In 1995 the Intergovernmental Panel on Climate Change (IPCC) issued a report reflecting the scientific consensus that the balance of evidence suggests there is a discernible human influence on global climate. Singer responded with a letter to Science saying the IPCC report had presented material selectively. He wrote: "the Summary does not even mention the existence of 18 years of weather satellite data that show a slight global cooling trend, contradicting all theoretical models of climate warming." Scheuering writes that Singer acknowledges the surface thermometers from weather stations show warming, but he argues that the satellites provide better data because their measurements cover pole to pole.
According to Edward Parson and Andrew Dessler, the satellite data did not show surface temperatures directly, but had to be adjusted using models. When adjustment was made for transient events the data showed a slight warming, and research suggested that the discrepancy between surface and satellite data was largely accounted for by problems such as instrument differences between satellites.

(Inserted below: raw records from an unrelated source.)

#[cfg(test)]
mod tests {
    use super::*;
    use crate::mock::{MockConsole, MockHost, ScriptedDialogs};
    use crate::msglog::MessageLog;
    use crate::strings::StringTable;
    use crate::theme::ThemeColors;

    struct Rig {
        console: MockConsole,
        host: MockHost,
        dialogs: ScriptedDialogs,
        log: MessageLog,
        strings: StringTable,
        theme: ThemeColors,
    }

    impl Rig {
        fn new(host: MockHost) -> Self {
            Self {
                console: MockConsole::new(),
                host,
                dialogs: ScriptedDialogs::new(),
                log: MessageLog::default(),
                strings: StringTable::english(),
                theme: ThemeColors::classic(),
            }
        }

        fn ctx(&mut self) -> Ctx<'_> {
            Ctx {
                console: &mut self.console,
                host: &mut self.host,
                dialogs: &mut self.dialogs,
                log: &mut self.log,
                strings: &self.strings,
                theme: &self.theme,
            }
        }

        fn last_log(&self) -> String {
            self.log.rows().last().map(|row| row.trim().to_string()).unwrap_or_default()
        }
    }

    fn disk_panel(rig: &mut Rig, height: u16) -> Panel {
        let mut panel = Panel::with_viewport(Side::Left, DeviceId::SD_CARD, &rig.host, 1, 5, height);
        panel.set_active(true);
        panel.refresh(&mut rig.ctx());
        panel
    }

    fn names(panel: &Panel) -> Vec<String> {
        panel.folder().map(|f| f.items().iter().map(|e| e.name().to_string()).collect()).unwrap_or_default()
    }

    #[test]
    fn refresh_selects_the_first_row() {
        let mut host = MockHost::new();
        host.add_file("0:/b.txt", b"b");
        host.add_file("0:/a.txt", b"a");
        let mut rig = Rig::new(host);
        let panel = disk_panel(&mut rig, 10);
        assert_eq!(names(&panel), vec!["a.txt", "b.txt"]);
        assert_eq!(panel.current_row(), Some(0));
        assert_eq!(rig.console.grid().text_at(1, 5, 5), "a.txt");
        assert_eq!(rig.console.grid().text_at(1, 4, 4), "Name");
    }

    #[test]
    fn scrolling_moves_one_step_past_the_edge() {
        let mut host = MockHost::new();
        for idx in 0..12 {
            host.add_file(&format!("0:/f{idx:02}"), b"x");
        }
        let mut rig = Rig::new(host);
        let mut panel = disk_panel(&mut rig, 5);
        for _ in 0..6 {
            assert!(panel.select_next_file(&mut rig.ctx()));
        }
        assert_eq!(panel.current_row(), Some(6));
        assert_eq!(panel.content_top(), 2);
        assert_eq!(panel.display_row_of(6), Some(4));
        assert_eq!(panel.display_row_of(1), None);
        for _ in 0..5 {
            panel.select_next_file(&mut rig.ctx());
        }
        assert!(!panel.select_next_file(&mut rig.ctx()));
        assert_eq!(panel.current_row(), Some(11));
        assert_eq!(panel.content_top(), 7);
    }

    #[test]
    fn select_prev_stops_at_the_top() {
        let mut host = MockHost::new();
        host.add_file("0:/a", b"");
        host.add_file("0:/b", b"");
        let mut rig = Rig::new(host);
        let mut panel = disk_panel(&mut rig, 5);
        assert!(!panel.select_prev_file(&mut rig.ctx()));
        assert!(panel.select_next_file(&mut rig.ctx()));
        assert!(panel.select_prev_file(&mut rig.ctx()));
        assert_eq!(panel.current_row(), Some(0));
    }

    #[test]
    fn switching_to_ram_lists_every_bank() {
        let mut rig = Rig::new(MockHost::new());
        let mut panel = disk_panel(&mut rig, 10);
        assert!(panel.switch_device(&mut rig.ctx(), DeviceId::RAM));
        assert_eq!(panel.total_rows(), crate::model::BANKS_PER_DEVICE);
        assert!(panel.memory().is_some());
        assert_eq!(rig.last_log(), "Now showing RAM");
        assert!(!panel.switch_device(&mut rig.ctx(), DeviceId(9)));
        assert!(panel.switch_device(&mut rig.ctx(), DeviceId::FLOPPY_1));
        assert!(panel.folder().is_some());
    }

    #[test]
    fn failed_switch_reports_only_the_error() {
        let mut rig = Rig::new(MockHost::new());
        rig.host.eject(DeviceId::FLOPPY_1);
        let mut panel = disk_panel(&mut rig, 10);
        assert!(!panel.switch_device(&mut rig.ctx(), DeviceId::FLOPPY_1));
        assert!(rig.last_log().starts_with("Could not read 1:"));
        assert!(!rig.log.rows().any(|row| row.starts_with("Now showing")));
    }

    #[test]
    fn viewport_at_the_screen_corner_still_renders() {
        let mut host = MockHost::new();
        host.add_file("0:/a.txt", b"a");
        let mut rig = Rig::new(host);
        let mut panel = Panel::with_viewport(Side::Left, DeviceId::SD_CARD, &rig.host, 0, 0, 4);
        panel.refresh(&mut rig.ctx());
        panel.render_contents(&mut rig.ctx());
        assert_eq!(rig.console.grid().text_at(1, 3, 5), "a.txt");
    }

    #[test]
    fn sorting_keeps_the_current_file() {
        let mut host = MockHost::new();
        host.add_file("0:/alpha.txt", &[0; 100]);
        host.add_file("0:/Beta.PGZ", &[0; 50]);
        host.add_dir("0:/cat");
        let mut rig = Rig::new(host);
        let mut panel = disk_panel(&mut rig, 10);
        panel.select_next_file(&mut rig.ctx());
        panel.sort_and_display(&mut rig.ctx(), SortBy::Type);
        assert_eq!(names(&panel), vec!["cat", "Beta.PGZ", "alpha.txt"]);
        assert_eq!(panel.current_row(), Some(1));
        assert_eq!(panel.sort_by(), SortBy::Type);
    }

    #[test]
    fn entering_and_leaving_folders() {
        let mut host = MockHost::new();
        host.add_dir("0:/games");
        host.add_file("0:/games/x.pgz", b"x");
        host.add_file("0:/zz.txt", b"z");
        let mut rig = Rig::new(host);
        let mut panel = disk_panel(&mut rig, 10);
        assert_eq!(panel.open_current_file_or_folder(&mut rig.ctx()), OpenOutcome::Done);
        assert_eq!(panel.folder().map(Folder::path), Some("0:/games"));
        assert_eq!(names(&panel), vec!["..", "x.pgz"]);
        assert_eq!(panel.open_parent(&mut rig.ctx()), OpenOutcome::Done);
        assert_eq!(panel.folder().map(Folder::path), Some("0:"));
        assert_eq!(panel.current_row(), Some(0));
    }

    #[test]
    fn failed_folder_change_keeps_the_old_listing() {
        let mut host = MockHost::new();
        host.add_dir("0:/games");
        let mut rig = Rig::new(host);
        let mut panel = disk_panel(&mut rig, 10);
        rig.host.fail_on("list_dir");
        assert_eq!(panel.open_current_file_or_folder(&mut rig.ctx()), OpenOutcome::Failed);
        assert_eq!(names(&panel), vec!["games"]);
        assert!(rig.last_log().starts_with("Could not open 0:/games"));
    }

    #[test]
    fn rename_prompts_and_reselects() {
        let mut host = MockHost::new();
        host.add_file("0:/a.txt", b"a");
        host.add_file("0:/m.txt", b"m");
        let mut rig = Rig::new(host);
        rig.dialogs = ScriptedDialogs::new().answer_with(Some("z.txt"));
        let mut panel = disk_panel(&mut rig, 10);
        assert!(panel.rename_current_file(&mut rig.ctx()));
        assert!(rig.host.exists_file("0:/z.txt"));
        assert_eq!(names(&panel), vec!["m.txt", "z.txt"]);
        assert_eq!(panel.current_row(), Some(1));
        assert_eq!(rig.last_log(), "Renamed a.txt to z.txt");
    }

    #[test]
    fn delete_needs_confirmation() {
        let mut host = MockHost::new();
        host.add_file("0:/a.txt", b"a");
        let mut rig = Rig::new(host);
        let mut panel = disk_panel(&mut rig, 10);
        assert!(!panel.delete_current_file(&mut rig.ctx()));
        assert!(rig.host.exists_file("0:/a.txt"));
        rig.dialogs = ScriptedDialogs::new().confirm_with(true);
        assert!(panel.delete_current_file(&mut rig.ctx()));
        assert!(!rig.host.exists_file("0:/a.txt"));
        assert_eq!(panel.total_rows(), 0);
        assert_eq!(panel.current_row(), None);
    }

    #[test]
    fn disk_only_actions_refuse_banks() {
        let mut rig = Rig::new(MockHost::new());
        let mut panel = Panel::with_viewport(Side::Left, DeviceId::RAM, &rig.host, 1, 5, 10);
        panel.refresh(&mut rig.ctx());
        assert!(!panel.make_dir(&mut rig.ctx()));
        assert_eq!(rig.last_log(), "Only available on disk devices");
        assert!(rig.dialogs.asked().is_empty());
    }

    #[test]
    fn fill_rejects_protected_banks_and_bad_input() {
        let mut rig = Rig::new(MockHost::new());
        let mut panel = Panel::with_viewport(Side::Left, DeviceId::RAM, &rig.host, 1, 5, 10);
        panel.refresh(&mut rig.ctx());
        assert!(!panel.fill_current_bank(&mut rig.ctx()));
        assert_eq!(rig.last_log(), "Bank $00 is write-protected");
        panel.set_selection_by_row(&mut rig.ctx(), 8, true);
        rig.dialogs = ScriptedDialogs::new().answer_with(Some("zz")).answer_with(Some("$ea"));
        assert!(!panel.fill_current_bank(&mut rig.ctx()));
        assert_eq!(rig.last_log(), "Not a hex byte: zz");
        assert!(panel.fill_current_bank(&mut rig.ctx()));
        assert_eq!(rig.host.bank(DeviceId::RAM, 8)[0], 0xEA);
        assert_eq!(rig.last_log(), "Filled bank $08 with $EA");
    }

    #[test]
    fn hex_bytes_parse_with_or_without_prefix() {
        assert_eq!(parse_hex_byte("ff"), Some(0xFF));
        assert_eq!(parse_hex_byte(" $0a "), Some(0x0A));
        assert_eq!(parse_hex_byte("0x7"), Some(0x07));
        assert_eq!(parse_hex_byte("100"), None);
        assert_eq!(parse_hex_byte(""), None);
    }

    #[test]
    fn toggle_keeps_exactly_one_active_panel() {
        let mut rig = Rig::new(MockHost::new());
        let left = Panel::new(Side::Left, DeviceId::SD_CARD, &rig.host);
        let right = Panel::new(Side::Right, DeviceId::RAM, &rig.host);
        let mut pair = PanelPair::new(left, right);
        assert!(pair.get(Side::Left).is_active() && !pair.get(Side::Right).is_active());
        pair.toggle_active(&mut rig.ctx());
        assert_eq!(pair.active_side(), Side::Right);
        assert!(!pair.get(Side::Left).is_active() && pair.get(Side::Right).is_active());
        pair.toggle_active(&mut rig.ctx());
        assert!(pair.active().is_active() && !pair.inactive().is_active());
    }
}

Singer wrote the "Leipzig Declaration on Global Climate Change in the U.S." in 1995, updating it in 1997 to rebut the Kyoto Protocol. The Kyoto Protocol was the result of an international convention held in Kyoto, Japan, during which several industrialized nations agreed to reduce their greenhouse gas emissions. Singer's declaration read: "Energy is essential for economic growth ... We understand the motivation to eliminate what are perceived to be the driving forces behind a potential climate change; but we believe the Kyoto Protocol—to curtail carbon dioxide emissions from only a part of the world community—is dangerously simplistic, quite ineffective, and economically destructive to jobs and standards-of-living."

Scheuering writes that Singer circulated this in the United States and Europe and gathered 100 signatories, though she says some of the signatories' credentials were questioned. At least 20 were television weather reporters, some did not have science degrees, and 14 were listed as professors without specifying a field. According to Scheuering, some of them later said they believed they were signing a document in favour of action against climate change.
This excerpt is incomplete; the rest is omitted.